Name of the Vulnerable Software and Affected Versions: Fortinet FortiSIEM versions 5.1.0 through 5.1.3 Fortinet FortiSIEM versions 5.2.1 through 5.2.2 Fortinet FortiSIEM versions 5.2.5 through 5.2.8 Fortinet FortiSIEM versions 5.3.0 through 5.3.3 Fortinet FortiSIEM version 5.4.0 Fortinet FortiSIEM versions 6.1.0 through 6.1.2 Fortinet FortiSIEM versions 6.2.0 through 6.2.1 Fortinet FortiSIEM versions 6.3.0 through 6.3.3 Fortinet FortiSIEM versions 6.4.0 through 6.4.2 Fortinet FortiSIEM versions 6.5.0 through 6.5.1 Fortinet FortiSIEM versions 6.6.0 through 6.6.3 Fortinet FortiSIEM versions 6.7.0 through 6.7.4

Description: The issue allows an unauthorized actor to expose sensitive information and execute unauthorized code or commands via an API request.

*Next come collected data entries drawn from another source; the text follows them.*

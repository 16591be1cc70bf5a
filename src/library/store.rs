//! Persistent catalog store with atomic snapshot swaps.
//!
//! Readers grab an `Arc<CatalogSnapshot>` and keep working on it for as long
//! as they like. A merge builds a fresh snapshot (catalog + vocabulary) off
//! to the side and swaps it in, so a reader never sees half a merge.

use std::path::{Path, PathBuf};
use std::sync::atomic::{AtomicBool, Ordering};
use std::sync::{Arc, RwLock};

use chrono::{DateTime, Utc};
use thiserror::Error;
use tokio::fs;
use tokio::sync::Mutex;

use super::catalog::{Catalog, MergeStats};
use super::vocabulary::{EntityVocabulary, KeywordExtractor};
use crate::domain::VideoRecord;

/// Errors that can occur with the catalog store
#[derive(Debug, Error)]
pub enum StoreError {
    #[error("IO error on {path}: {source}")]
    Io {
        path: PathBuf,
        #[source]
        source: std::io::Error,
    },

    #[error("Catalog file {path} is not valid: {source}")]
    Parse {
        path: PathBuf,
        #[source]
        source: serde_json::Error,
    },

    #[error("Serialization error: {0}")]
    Serialization(#[from] serde_json::Error),
}

/// Immutable view of the catalog and the vocabulary derived from it
#[derive(Debug, Clone, Default)]
pub struct CatalogSnapshot {
    pub catalog: Catalog,
    pub vocabulary: EntityVocabulary,
    pub built_at: Option<DateTime<Utc>>,
}

impl CatalogSnapshot {
    fn build(catalog: Catalog, extractor: &KeywordExtractor) -> Self {
        let vocabulary = extractor.build(&catalog);
        Self {
            catalog,
            vocabulary,
            built_at: Some(Utc::now()),
        }
    }
}

/// File-backed catalog store
pub struct CatalogStore {
    /// Where the catalog is persisted (None = memory only)
    path: Option<PathBuf>,

    extractor: KeywordExtractor,

    current: RwLock<Arc<CatalogSnapshot>>,

    /// Serialises merges so concurrent writers cannot lose updates
    write_lock: Mutex<()>,

    /// Set while the in-memory catalog is ahead of the file
    dirty: AtomicBool,
}

impl CatalogStore {
    /// Open a store backed by a JSON file, loading it if present
    pub async fn open(path: impl Into<PathBuf>, extractor: KeywordExtractor) -> Result<Self, StoreError> {
        let path = path.into();
        let catalog = load_catalog(&path).await?;

        tracing::debug!("Loaded {} catalog entries from {}", catalog.len(), path.display());

        let snapshot = CatalogSnapshot::build(catalog, &extractor);
        Ok(Self {
            path: Some(path),
            extractor,
            current: RwLock::new(Arc::new(snapshot)),
            write_lock: Mutex::new(()),
            dirty: AtomicBool::new(false),
        })
    }

    /// Create a store that never touches disk
    pub fn in_memory(extractor: KeywordExtractor) -> Self {
        let snapshot = CatalogSnapshot::build(Catalog::new(), &extractor);
        Self {
            path: None,
            extractor,
            current: RwLock::new(Arc::new(snapshot)),
            write_lock: Mutex::new(()),
            dirty: AtomicBool::new(false),
        }
    }

    /// Path of the backing file
    pub fn path(&self) -> Option<&Path> {
        self.path.as_deref()
    }

    /// Current snapshot
    pub fn snapshot(&self) -> Arc<CatalogSnapshot> {
        // The guarded value is only ever replaced whole, so a poisoned lock still holds a valid Arc
        let guard = self.current.read().unwrap_or_else(|e| e.into_inner());
        Arc::clone(&guard)
    }

    /// Get a record by URL
    pub fn get(&self, url: &str) -> Option<VideoRecord> {
        self.snapshot().catalog.get(url).cloned()
    }

    /// Whether the last merge has not reached disk yet
    pub fn is_dirty(&self) -> bool {
        self.dirty.load(Ordering::SeqCst)
    }

    /// Number of cataloged records
    pub fn len(&self) -> usize {
        self.snapshot().catalog.len()
    }

    pub fn is_empty(&self) -> bool {
        self.len() == 0
    }

    /// Merge an incoming snapshot, rebuild the vocabulary and persist.
    ///
    /// The in-memory swap happens before the write, so a failed save leaves
    /// readers on the merged catalog and the error is reported to the caller.
    /// The store stays dirty until a later merge manages to write the file,
    /// even when that merge brings nothing new.
    pub async fn merge(&self, incoming: Catalog) -> Result<MergeStats, StoreError> {
        let _writer = self.write_lock.lock().await;

        let mut catalog = self.snapshot().catalog.clone();
        let stats = catalog.merge(incoming);

        let snapshot = if stats.changed() {
            let snapshot = Arc::new(CatalogSnapshot::build(catalog, &self.extractor));
            if self.path.is_some() {
                self.dirty.store(true, Ordering::SeqCst);
            }
            {
                let mut current = self.current.write().unwrap_or_else(|e| e.into_inner());
                *current = Arc::clone(&snapshot);
            }

            tracing::info!(
                "Catalog merged: {} inserted, {} updated ({} total)",
                stats.inserted,
                stats.updated,
                snapshot.catalog.len()
            );
            snapshot
        } else if self.is_dirty() {
            tracing::info!("Retrying save of unsaved catalog");
            self.snapshot()
        } else {
            return Ok(stats);
        };

        if let Some(path) = &self.path {
            save_catalog(path, &snapshot.catalog).await?;
            self.dirty.store(false, Ordering::SeqCst);
        }

        Ok(stats)
    }
}

/// Load a catalog file; a missing file is an empty catalog
async fn load_catalog(path: &Path) -> Result<Catalog, StoreError> {
    if !path.exists() {
        return Ok(Catalog::new());
    }

    let content = fs::read_to_string(path).await.map_err(|source| StoreError::Io {
        path: path.to_path_buf(),
        source,
    })?;

    if content.trim().is_empty() {
        return Ok(Catalog::new());
    }

    serde_json::from_str(&content).map_err(|source| StoreError::Parse {
        path: path.to_path_buf(),
        source,
    })
}

async fn save_catalog(path: &Path, catalog: &Catalog) -> Result<(), StoreError> {
    let io_err = |source| StoreError::Io {
        path: path.to_path_buf(),
        source,
    };

    // Ensure parent directory exists
    if let Some(parent) = path.parent() {
        fs::create_dir_all(parent).await.map_err(io_err)?;
    }

    let content = serde_json::to_string_pretty(catalog)?;
    fs::write(path, content).await.map_err(io_err)?;

    Ok(())
}

#[cfg(test)]
mod tests {
    use super::*;
    use crate::library::vocabulary::EntityCategory;
    use tempfile::TempDir;

    fn olympians() -> Catalog {
        [VideoRecord::new(
            "https://y/1",
            r#"CGI 3D Animated Short HD: "The Olympians" by - Masters of Pie"#,
        )]
        .into_iter()
        .collect()
    }

    #[tokio::test]
    async fn test_open_missing_file_is_empty() {
        let temp = TempDir::new().unwrap();
        let store = CatalogStore::open(temp.path().join("catalog.json"), KeywordExtractor::new())
            .await
            .unwrap();

        assert!(store.is_empty());
    }

    #[tokio::test]
    async fn test_merge_rebuilds_vocabulary() {
        let store = CatalogStore::in_memory(KeywordExtractor::new());
        let before = store.snapshot();

        store.merge(olympians()).await.unwrap();
        let after = store.snapshot();

        assert_eq!(before.vocabulary.count(EntityCategory::FilmStudio), 0);
        assert!(after.vocabulary.contains(EntityCategory::FilmStudio, "Masters of Pie"));
        // Old readers keep their snapshot
        assert!(before.catalog.is_empty());
    }

    #[tokio::test]
    async fn test_merge_persists_and_reloads() {
        let temp = TempDir::new().unwrap();
        let path = temp.path().join("nested").join("catalog.json");

        let store = CatalogStore::open(&path, KeywordExtractor::new()).await.unwrap();
        store.merge(olympians()).await.unwrap();

        let reopened = CatalogStore::open(&path, KeywordExtractor::new()).await.unwrap();
        assert_eq!(reopened.len(), 1);
        assert!(reopened.get("https://y/1").is_some());
    }

    #[tokio::test]
    async fn test_unchanged_merge_keeps_snapshot() {
        let store = CatalogStore::in_memory(KeywordExtractor::new());
        store.merge(olympians()).await.unwrap();
        let first = store.snapshot();

        let stats = store.merge(olympians()).await.unwrap();

        assert!(!stats.changed());
        assert!(Arc::ptr_eq(&first, &store.snapshot()));
    }

    #[tokio::test]
    async fn test_failed_save_is_retried_on_next_merge() {
        let temp = TempDir::new().unwrap();
        let path = temp.path().join("catalog.json");
        let store = CatalogStore::open(&path, KeywordExtractor::new()).await.unwrap();

        // A directory in the way makes the write fail
        tokio::fs::create_dir(&path).await.unwrap();
        let result = store.merge(olympians()).await;
        assert!(matches!(result, Err(StoreError::Io { .. })));
        assert!(store.is_dirty());
        assert_eq!(store.len(), 1);

        tokio::fs::remove_dir(&path).await.unwrap();
        let stats = store.merge(olympians()).await.unwrap();
        assert!(!stats.changed());
        assert!(!store.is_dirty());

        let reopened = CatalogStore::open(&path, KeywordExtractor::new()).await.unwrap();
        assert_eq!(reopened.len(), 1);
    }

    #[tokio::test]
    async fn test_in_memory_store_is_never_dirty() {
        let store = CatalogStore::in_memory(KeywordExtractor::new());
        store.merge(olympians()).await.unwrap();
        assert!(!store.is_dirty());
        assert!(store.path().is_none());
    }

    #[tokio::test]
    async fn test_open_corrupt_file_fails() {
        let temp = TempDir::new().unwrap();
        let path = temp.path().join("catalog.json");
        tokio::fs::write(&path, "[1, 2, 3]").await.unwrap();

        let result = CatalogStore::open(&path, KeywordExtractor::new()).await;
        assert!(matches!(result, Err(StoreError::Parse { .. })));
    }
}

Recommendations: For Fortinet FortiSIEM versions 5.1.0 through 5.1.3, update to a version that contains a fix for this issue. For Fortinet FortiSIEM versions 5.2.1 through 5.2.2, update to a version that contains a fix for this issue. For Fortinet FortiSIEM versions 5.2.5 through 5.2.8, update to a version that contains a fix for this issue. For Fortinet FortiSIEM versions 5.3.0 through 5.3.3, update to a version that contains a fix for this issue. For Fortinet FortiSIEM version 5.4.0, update to a version that contains a fix for this issue. For Fortinet FortiSIEM versions 6.1.0 through 6.1.2, update to a version that contains a fix for this issue. For Fortinet FortiSIEM versions 6.2.0 through 6.2.1, update to a version that contains a fix for this issue. For Fortinet FortiSIEM versions 6.3.0 through 6.3.3, update to a version that contains a fix for this issue. For Fortinet FortiSIEM versions 6.4.0 through 6.4.2, update to a version that contains a fix for this issue. For Fortinet FortiSIEM versions 6.5.0 through 6.5.1, update to a version that contains a fix for this issue. For Fortinet FortiSIEM versions 6.6.0 through 6.6.3, update to a version that contains a fix for this issue. For Fortinet FortiSIEM versions 6.7.0 through 6.7.4, update to a version that contains a fix for this issue. At the moment, there is no information about a newer version that contains a fix for this vulnerability.